A global inversion is used to estimate the oceanic mass transports and vertical diffusivities based on a subset of hydrographic data from the World Ocean Circulation Experiment (WOCE) and Java Australia Dynamic Experiment. The analysis is based on the linear inverse “box” model of Ganachaud and Wunsch [2000] that consistently combines the transoceanic sections. A globally consistent solution is obtained for a depth‐independent adjustment to the thermal wind field, the freshwater flux divergences, the Ekman transport, and the advective and diffusive dianeutral fluxes between layers. A detailed error budget permits calculation of statistical uncertainties, taking into account both the nonresolved part of the solution and the systematic errors due to the temporal oceanic variability. The horizontal structure of the transports for different density classes is analyzed regionally.
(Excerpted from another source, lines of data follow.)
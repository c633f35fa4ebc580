//! Structural validation of a [`GraphSpec`].
//!
//! Checks run in a fixed order and stop at the first failure: schema, duplicate
//! ids, node types and their parameters, references, automations. Cycles are a
//! property of the runtime graph and are rejected by the builder.

use crate::error::SpecError;
use crate::model::{GraphSpec, SCHEMA_ID, SPEC_VERSION};
use crate::registry::NodeType;
use std::collections::HashSet;

/// Validates a spec. Callers must not build a runtime graph from a spec that
/// has not passed this check.
pub fn validate(spec: &GraphSpec) -> Result<(), SpecError> {
    if spec.version != SPEC_VERSION {
        return Err(SpecError::UnsupportedVersion {
            found: spec.version,
            expected: SPEC_VERSION,
        });
    }
    if spec.schema_id != SCHEMA_ID {
        return Err(SpecError::SchemaMismatch {
            found: spec.schema_id.clone(),
            expected: SCHEMA_ID,
        });
    }

    unique("asset", spec.assets.iter().map(|a| a.id.as_str()))?;
    unique("node", spec.nodes.iter().map(|n| n.id.as_str()))?;
    unique("automation", spec.automations.iter().map(|a| a.id.as_str()))?;
    unique("bus", spec.buses.iter().map(|b| b.id.as_str()))?;

    for node in &spec.nodes {
        let node_type: NodeType = node
            .node_type
            .parse()
            .map_err(|_| SpecError::UnknownNodeType {
                node: node.id.clone(),
                node_type: node.node_type.clone(),
            })?;
        for (name, value) in &node.params {
            node_type
                .param(name)
                .and_then(|p| p.coerce(value))
                .map_err(|source| SpecError::Param {
                    node: node.id.clone(),
                    source,
                })?;
        }
        if let Some(asset) = &node.asset_id
            && spec.asset(asset).is_none()
        {
            return Err(SpecError::UnknownAsset {
                node: node.id.clone(),
                asset: asset.clone(),
            });
        }
    }

    let node_ids: HashSet<&str> = spec.nodes.iter().map(|n| n.id.as_str()).collect();
    for conn in &spec.connections {
        for end in [&conn.from, &conn.to] {
            if !node_ids.contains(end.as_str()) {
                return Err(SpecError::UnknownNode {
                    context: format!("connection {} -> {}", conn.from, conn.to),
                    node: end.clone(),
                });
            }
        }
        if conn.from == conn.to {
            return Err(SpecError::SelfConnection(conn.from.clone()));
        }
    }

    let bus_ids: HashSet<&str> = spec.buses.iter().map(|b| b.id.as_str()).collect();
    for send in &spec.sends {
        if !node_ids.contains(send.from.as_str()) {
            return Err(SpecError::UnknownNode {
                context: format!("send to bus '{}'", send.bus),
                node: send.from.clone(),
            });
        }
        if !bus_ids.contains(send.bus.as_str()) {
            return Err(SpecError::UnknownBus {
                node: send.from.clone(),
                bus: send.bus.clone(),
            });
        }
    }

    for auto in &spec.automations {
        validate_automation(spec, auto)?;
    }

    Ok(())
}

fn validate_automation(
    spec: &GraphSpec,
    auto: &crate::model::AutomationDef,
) -> Result<(), SpecError> {
    let invalid = |reason: &str| SpecError::InvalidAutomation {
        id: auto.id.clone(),
        reason: reason.to_string(),
    };

    if auto.id.is_empty() {
        return Err(invalid("missing id"));
    }
    if !auto.curve.mode.is_supported() {
        let mode = serde_json::to_value(auto.curve.mode)
            .ok()
            .and_then(|v| v.as_str().map(str::to_string))
            .unwrap_or_default();
        return Err(SpecError::ReservedCurveMode {
            id: auto.id.clone(),
            mode,
        });
    }
    if !auto.start_time.is_finite() || !auto.end_time.is_finite() || auto.start_time < 0.0 {
        return Err(invalid("start and end times must be finite and non-negative"));
    }
    if auto.end_time < auto.start_time {
        return Err(invalid("endTime precedes startTime"));
    }
    if auto.curve.points.is_empty() {
        return Err(invalid("curve has no points"));
    }
    if auto.curve.points.iter().any(|p| !p.t.is_finite() || p.t < 0.0 || !p.value.is_finite()) {
        return Err(invalid("curve points must be finite with t >= 0"));
    }

    let node = spec.node(&auto.node_id).ok_or_else(|| SpecError::UnknownNode {
        context: format!("automation '{}'", auto.id),
        node: auto.node_id.clone(),
    })?;
    let node_type: NodeType = node
        .node_type
        .parse()
        .map_err(|_| SpecError::UnknownNodeType {
            node: node.id.clone(),
            node_type: node.node_type.clone(),
        })?;
    node_type
        .automatable_param(&auto.param)
        .map_err(|source| SpecError::Param {
            node: node.id.clone(),
            source,
        })?;
    Ok(())
}

fn unique<'a>(
    collection: &'static str,
    ids: impl Iterator<Item = &'a str>,
) -> Result<(), SpecError> {
    let mut seen = HashSet::new();
    for id in ids {
        if !seen.insert(id) {
            return Err(SpecError::DuplicateId {
                collection,
                id: id.to_string(),
            });
        }
    }
    Ok(())
}

#[cfg(test)]
mod tests {
    use super::*;
    use crate::error::SpecErrorKind;
    use crate::model::{Asset, AutomationDef, BusDef, CurveMode, NodeDef, SendDef};

    fn chain() -> GraphSpec {
        GraphSpec::default()
            .with_asset(Asset::sample("kick", "kick.wav"))
            .with_node(NodeDef::new("p", "player").with_asset("kick"))
            .with_node(NodeDef::new("g", "gain").with_param("gain", 0.5))
            .with_connection("p", "g")
    }

    #[test]
    fn accepts_valid_chain() {
        assert_eq!(validate(&chain()), Ok(()));
    }

    #[test]
    fn rejects_wrong_version() {
        let mut spec = chain();
        spec.version = 9;
        assert_eq!(validate(&spec).unwrap_err().kind(), SpecErrorKind::Schema);
    }

    #[test]
    fn rejects_duplicate_node() {
        let spec = chain().with_node(NodeDef::new("g", "gain"));
        assert_eq!(
            validate(&spec),
            Err(SpecError::DuplicateId {
                collection: "node",
                id: "g".into()
            })
        );
    }

    #[test]
    fn rejects_unknown_type() {
        let spec = chain().with_node(NodeDef::new("r", "reverb"));
        assert_eq!(validate(&spec).unwrap_err().kind(), SpecErrorKind::UnknownType);
    }

    #[test]
    fn rejects_dangling_connection() {
        let spec = chain().with_connection("g", "ghost");
        assert!(matches!(
            validate(&spec),
            Err(SpecError::UnknownNode { node, .. }) if node == "ghost"
        ));
    }

    #[test]
    fn rejects_unknown_asset_and_bus() {
        let spec = chain().with_node(NodeDef::new("p2", "player").with_asset("snare"));
        assert!(matches!(validate(&spec), Err(SpecError::UnknownAsset { .. })));

        let mut spec = chain();
        spec.sends.push(SendDef {
            from: "g".into(),
            bus: "verb".into(),
            amount: 0.3,
        });
        assert!(matches!(validate(&spec), Err(SpecError::UnknownBus { .. })));
        spec.buses.push(BusDef {
            id: "verb".into(),
            gain: 1.0,
        });
        assert!(validate(&spec).is_ok());
    }

    #[test]
    fn rejects_bad_enum_but_not_out_of_range() {
        let spec = chain().with_node(NodeDef::new("f", "filter").with_param("type", "comb"));
        assert_eq!(validate(&spec).unwrap_err().kind(), SpecErrorKind::Param);

        let spec = chain().with_node(NodeDef::new("f", "filter").with_param("frequency", 1e9));
        assert!(validate(&spec).is_ok());
    }

    #[test]
    fn rejects_reserved_curve_modes() {
        let spec = chain().with_automation(AutomationDef::with_mode(
            "a1",
            "g",
            "gain",
            CurveMode::ExpRamp,
            0.0,
            1.0,
            &[(0.0, 1.0), (1.0, 0.0)],
        ));
        assert_eq!(
            validate(&spec),
            Err(SpecError::ReservedCurveMode {
                id: "a1".into(),
                mode: "expRamp".into()
            })
        );
    }

    #[test]
    fn rejects_inverted_window_and_bad_target() {
        let spec = chain().with_automation(AutomationDef::linear(
            "a1",
            "g",
            "gain",
            2.0,
            1.0,
            &[(0.0, 1.0)],
        ));
        assert_eq!(validate(&spec).unwrap_err().kind(), SpecErrorKind::Automation);

        let spec = chain().with_automation(AutomationDef::linear(
            "a1",
            "p",
            "loop",
            0.0,
            1.0,
            &[(0.0, 1.0)],
        ));
        assert_eq!(validate(&spec).unwrap_err().kind(), SpecErrorKind::Param);
    }
}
During the WOCE period (1985–1996), net meridional transports are estimated, with 16 ± 2 Sv (106 m3/s) of North Atlantic Deep Water (NADW) being produced in the northern North Atlantic, moving southward, entraining Antarctic Bottom Water (AABW), and Antarctic Intermediate Water increasing in volume transport to 23 ± 3 Sv at 30°S. In the Southern Ocean, 21 ± 6 Sv of bottom water was formed from lower Circumpolar Deep Water, which corresponds approximately to the lower NADW density range. Bottom water inflows (NADW + AABW mixture) to the Atlantic, Indian, and Pacific Oceans are estimated at 6 ± 1.3, 11 ± 4, and 7 ± 2 Sv, respectively. In the Indian and Pacific Oceans this water returns southward at deep and intermediate levels. Property anomaly conservation constraints permit estimation of dianeutral diffusivities in deep layers, with a global average of 3.7 ± 0.7 cm2s−1 north of 30°S.